Rise Of The Footsoldier Part II Review

ricci hartnett rise of the footsoldier part ii
Full-time crook Carlton Leach (Ricci Hartnett) finds himself in a world of paranoia as he tries to shake off the effects of the Rettendon murders, the real-life clash that left three drug dealers dead.

by Emma Thrower |
Published on
Release Date:

11 Dec 2015

Original Title:

Rise Of The Footsoldier Part II

“I will die with dignity,” proclaims football-hooligan-turned-professional-criminal Carlton Leach, but there’s precious little nobility in the follow-up to 2007’s Rise Of The Footsoldier. You don’t need to have seen the original to know the cause of his fatalism, but it would certainly help.

Reeling from the loss of his best friends and partners in crime in the infamous, real-life Essex Range Rover murders, Leach’s paranoia helpfully manifests itself in blood-splattered flashbacks. Cliché-filled narration and two-dimensional supporting characters fill in the blanks as Leach puts family commitments on the backburner in favour of strippers and coke as he attempts to go out on a high – in more ways than one.

90s neons and piano house are the order of the day, but beneath the alcohol-soaked revelry lies the all-too-real fact that Carlton’s days are numbered. You can’t blame a man for surrounding himself with his most reliable companions in times of trouble, but Leach takes it to the next level with cattle prod-bearing doormen and bald henchmen who would give Mr. Hinx a run for his money. The club scene at home and abroad provides a form of sanctuary for the former West Ham thug – and a way to prove himself to those who think he may be losing his touch.

For diehard fans only.

With the men front and centre, women are very much resigned to gangland stereotypes: ‘Irish girl who knows when to keep her mouth shut’ and ‘disgruntled wife’ being the two most complex. “Gypsies” also get a rough deal, painted as en vogue pests with incredibly broad strokes.

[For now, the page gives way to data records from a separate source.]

//! `tokio_util` codec built on the framing strategies.
//!
//! [`FramingCodec`] lets a [`FramingStrategy`] drive
//! [`FramedRead`](tokio_util::codec::FramedRead) directly, for applications
//! that prefer a `Stream` of frames over callbacks. The extraction rules are
//! the ones used by [`FrameReassembler`](crate::reassembler::FrameReassembler).
//!
//! Encoding is a pass-through: outbound bytes are written unchanged.
//!
//! # EOF
//!
//! When the transport closes, leftover bytes that do not form a complete frame
//! are discarded rather than emitted as a truncated frame.

use std::{io, num::NonZeroUsize};

use bytes::{BufMut, Bytes, BytesMut};
use tokio_util::codec::{Decoder, Encoder};
use tracing::{debug, trace};

use crate::{error::StreamError, frame::Frame, metrics, strategy::FramingStrategy};

/// Decoder and pass-through encoder for a [`FramingStrategy`].
///
/// ```
/// use bytes::BytesMut;
/// use reframe::{FramingStrategy, codec::FramingCodec};
/// use tokio_util::codec::Decoder;
///
/// let mut codec = FramingCodec::new(FramingStrategy::Delimiter { marker: b'\n' });
/// let mut src = BytesMut::from(&b"a\nb"[..]);
///
/// assert_eq!(codec.decode(&mut src).unwrap().unwrap().as_bytes(), b"a\n");
/// assert!(codec.decode(&mut src).unwrap().is_none());
/// ```
#[derive(Clone, Copy, Debug, PartialEq, Eq)]
pub struct FramingCodec {
    strategy: FramingStrategy,
    max_buffer: Option<NonZeroUsize>,
}

impl FramingCodec {
    /// Create a codec with no buffer limit.
    #[must_use]
    pub const fn new(strategy: FramingStrategy) -> Self {
        Self {
            strategy,
            max_buffer: None,
        }
    }

    /// Reject streams that leave more than `limit` bytes buffered without
    /// completing a frame.
    #[must_use]
    pub const fn with_max_buffer(mut self, limit: NonZeroUsize) -> Self {
        self.max_buffer = Some(limit);
        self
    }

    /// Active framing strategy.
    #[must_use]
    pub const fn strategy(&self) -> FramingStrategy { self.strategy }
}

impl Decoder for FramingCodec {
    type Item = Frame;
    type Error = io::Error;

    fn decode(&mut self, src: &mut BytesMut) -> Result<Option<Self::Item>, Self::Error> {
        let step = self.strategy.extract(src);
        if step.skipped > 0 {
            trace!(skipped = step.skipped, "resynchronising on frame header");
            metrics::add_resync_bytes(step.skipped as u64);
        }
        if let Some(bytes) = step.frame {
            metrics::inc_frames(self.strategy.as_str());
            return Ok(Some(Frame::new(bytes)));
        }

        if let Some(max) = self.max_buffer
            && src.len() > max.get()
        {
            let buffered = src.len();
            src.clear();
            metrics::inc_buffer_overflows();
            return Err(StreamError::BufferOverflow {
                buffered,
                max: max.get(),
            }
            .into());
        }
        Ok(None)
    }

    fn decode_eof(&mut self, src: &mut BytesMut) -> Result<Option<Self::Item>, Self::Error> {
        if let Some(frame) = self.decode(src)? {
            return Ok(Some(frame));
        }
        if !src.is_empty() {
            debug!(
                discarded = src.len(),
                strategy = self.strategy.as_str(),
                "discarding partial frame at end of stream"
            );
            src.clear();
        }
        Ok(None)
    }
}

impl Encoder<Bytes> for FramingCodec {
    type Error = io::Error;

    fn encode(&mut self, item: Bytes, dst: &mut BytesMut) -> Result<(), Self::Error> {
        dst.put(item);
        Ok(())
    }
}

impl Encoder<Frame> for FramingCodec {
    type Error = io::Error;

    fn encode(&mut self, item: Frame, dst: &mut BytesMut) -> Result<(), Self::Error> {
        dst.put(item.into_bytes());
        Ok(())
    }
}
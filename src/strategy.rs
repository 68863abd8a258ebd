//! Framing strategies and the extraction rules behind them.
//!
//! A [`FramingStrategy`] decides where one frame ends and the next begins.
//! [`FramingStrategy::extract`] removes at most one complete frame from the
//! front of a pending buffer; callers loop on it until it yields `None`,
//! which leaves the buffer holding only an incomplete remainder.

use std::num::NonZeroUsize;

use bytes::{Buf, Bytes, BytesMut};

/// How an unaligned byte stream is cut into frames.
///
/// Parameters live inside the variant that uses them, so a marker can never be
/// configured alongside a fixed-length strategy.
#[derive(Clone, Copy, Debug, Default, PartialEq, Eq)]
pub enum FramingStrategy {
    /// Every ingested chunk is forwarded as one frame.
    #[default]
    None,

    /// Frames are exactly `length` bytes and begin with `header`.
    ///
    /// Leading bytes that do not match `header` are discarded one at a time
    /// until the buffer realigns.
    FixedLength {
        /// Byte every frame starts with.
        header: u8,
        /// Total frame size, header included.
        length: NonZeroUsize,
    },

    /// Once at least `length` bytes are buffered, the whole buffer is emitted
    /// as a single frame.
    ///
    /// Frames are not sliced to `length`; their size depends on how the
    /// transport chunked the stream.
    MinimumLength {
        /// Flush threshold in bytes.
        length: usize,
    },

    /// A frame is every byte up to and including the first `marker`.
    Delimiter {
        /// Terminating byte, kept at the end of each frame.
        marker: u8,
    },
}

/// Result of a single extraction attempt.
#[derive(Debug, Default, PartialEq, Eq)]
pub struct Extraction {
    /// The completed frame, if one was available.
    pub frame: Option<Bytes>,
    /// Bytes discarded while searching for a header.
    pub skipped: usize,
}

impl FramingStrategy {
    /// Short lowercase name used in logs, metrics and the CLI.
    #[must_use]
    pub const fn as_str(self) -> &'static str {
        match self {
            Self::None => "none",
            Self::FixedLength { .. } => "fixed-length",
            Self::MinimumLength { .. } => "minimum-length",
            Self::Delimiter { .. } => "delimiter",
        }
    }

    /// Returns true when chunks are forwarded without buffering.
    #[must_use]
    pub const fn is_passthrough(self) -> bool { matches!(self, Self::None) }

    /// Remove the next complete frame from the front of `pending`.
    ///
    /// With [`FramingStrategy::None`] the entire buffer is one frame.
    ///
    /// ```
    /// use bytes::BytesMut;
    /// use reframe::FramingStrategy;
    ///
    /// let strategy = FramingStrategy::Delimiter { marker: b'\n' };
    /// let mut pending = BytesMut::from(&b"Hello\nWor"[..]);
    ///
    /// let first = strategy.extract(&mut pending);
    /// assert_eq!(first.frame.as_deref(), Some(&b"Hello\n"[..]));
    /// assert!(strategy.extract(&mut pending).frame.is_none());
    /// assert_eq!(&pending[..], b"Wor");
    /// ```
    pub fn extract(self, pending: &mut BytesMut) -> Extraction {
        match self {
            Self::None => Extraction {
                frame: (!pending.is_empty()).then(|| pending.split().freeze()),
                skipped: 0,
            },
            Self::FixedLength { header, length } => extract_fixed(pending, header, length.get()),
            Self::MinimumLength { length } => Extraction {
                frame: (!pending.is_empty() && pending.len() >= length)
                    .then(|| pending.split().freeze()),
                skipped: 0,
            },
            Self::Delimiter { marker } => Extraction {
                frame: pending
                    .iter()
                    .position(|&b| b == marker)
                    .map(|i| pending.split_to(i + 1).freeze()),
                skipped: 0,
            },
        }
    }
}

fn extract_fixed(pending: &mut BytesMut, header: u8, length: usize) -> Extraction {
    let mut skipped = 0;
    while pending.len() >= length {
        if pending[0] == header {
            return Extraction {
                frame: Some(pending.split_to(length).freeze()),
                skipped,
            };
        }
        pending.advance(1);
        skipped += 1;
    }
    Extraction {
        frame: None,
        skipped,
    }
}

Bone-crunching blandness and profanity-spouting monotony aside, Hartnett shows some promise as a director: ROTFS II’s inclusion of a Jim-Broadbent-in-Filth-inspired Steven Berkoff and a Mikado-singing villain prove he’s not scared of the leftfield. But Part II (setting itself up for a Godfather-style Part III?) takes itself far too seriously, and is for diehard fans only.

Writer/director/star Hartnett shows real commitment to his subject, but this sequel falls short of the legend it constructs for its central character.